--- MATERIAL TO PROCESS ---

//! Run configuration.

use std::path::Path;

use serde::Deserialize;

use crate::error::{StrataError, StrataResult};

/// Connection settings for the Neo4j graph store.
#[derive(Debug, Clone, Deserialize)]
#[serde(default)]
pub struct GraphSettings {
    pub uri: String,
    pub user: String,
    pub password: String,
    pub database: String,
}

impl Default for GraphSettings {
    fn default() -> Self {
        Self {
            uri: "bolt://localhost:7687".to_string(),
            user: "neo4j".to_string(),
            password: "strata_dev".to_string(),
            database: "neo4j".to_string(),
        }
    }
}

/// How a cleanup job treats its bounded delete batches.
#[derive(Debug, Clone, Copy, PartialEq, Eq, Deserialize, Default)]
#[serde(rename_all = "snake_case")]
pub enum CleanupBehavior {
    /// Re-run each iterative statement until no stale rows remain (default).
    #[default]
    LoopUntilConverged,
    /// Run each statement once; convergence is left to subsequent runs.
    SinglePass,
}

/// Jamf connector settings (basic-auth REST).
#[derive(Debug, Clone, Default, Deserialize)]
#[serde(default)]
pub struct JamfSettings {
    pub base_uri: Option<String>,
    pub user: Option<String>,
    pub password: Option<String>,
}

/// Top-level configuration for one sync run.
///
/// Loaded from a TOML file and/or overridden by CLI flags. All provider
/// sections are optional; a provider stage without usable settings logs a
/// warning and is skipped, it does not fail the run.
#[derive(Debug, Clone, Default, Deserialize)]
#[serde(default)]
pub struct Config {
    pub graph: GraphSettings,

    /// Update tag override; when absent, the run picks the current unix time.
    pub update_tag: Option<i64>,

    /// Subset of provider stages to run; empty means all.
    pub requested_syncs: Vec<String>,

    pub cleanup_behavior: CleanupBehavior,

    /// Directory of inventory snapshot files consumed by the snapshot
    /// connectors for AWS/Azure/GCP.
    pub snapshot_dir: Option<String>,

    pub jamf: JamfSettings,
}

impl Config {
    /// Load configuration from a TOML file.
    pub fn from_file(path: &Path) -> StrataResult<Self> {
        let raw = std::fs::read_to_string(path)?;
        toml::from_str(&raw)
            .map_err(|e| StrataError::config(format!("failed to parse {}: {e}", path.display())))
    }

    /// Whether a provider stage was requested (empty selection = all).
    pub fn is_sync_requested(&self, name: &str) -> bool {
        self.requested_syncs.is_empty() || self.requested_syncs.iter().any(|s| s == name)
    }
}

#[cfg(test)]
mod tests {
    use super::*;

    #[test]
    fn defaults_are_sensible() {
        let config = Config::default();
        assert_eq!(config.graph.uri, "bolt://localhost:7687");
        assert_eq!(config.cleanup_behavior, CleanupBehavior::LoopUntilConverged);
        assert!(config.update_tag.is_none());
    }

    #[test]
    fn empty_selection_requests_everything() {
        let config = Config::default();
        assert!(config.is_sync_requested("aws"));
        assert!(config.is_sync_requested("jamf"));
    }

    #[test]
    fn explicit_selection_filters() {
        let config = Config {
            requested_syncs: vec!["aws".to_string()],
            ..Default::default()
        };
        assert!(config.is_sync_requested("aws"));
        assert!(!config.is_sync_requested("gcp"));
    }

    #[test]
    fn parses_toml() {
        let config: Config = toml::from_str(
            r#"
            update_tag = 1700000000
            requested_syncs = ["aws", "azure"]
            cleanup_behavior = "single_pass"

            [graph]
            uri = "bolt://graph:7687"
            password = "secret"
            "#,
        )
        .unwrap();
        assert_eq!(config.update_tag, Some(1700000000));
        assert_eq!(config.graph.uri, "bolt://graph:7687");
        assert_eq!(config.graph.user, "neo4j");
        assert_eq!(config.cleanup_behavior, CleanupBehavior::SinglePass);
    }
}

---

**EXERCISE AIM**
Check each line of the records for the word "Debug" and extract those that contain it.

**RESPONSE TO THIS TASK**
#[derive(Debug, Clone, Deserialize)]
#[derive(Debug, Clone, Copy, PartialEq, Eq, Deserialize, Default)]
#[derive(Debug, Clone, Default, Deserialize)]
#[derive(Debug, Clone, Default, Deserialize)]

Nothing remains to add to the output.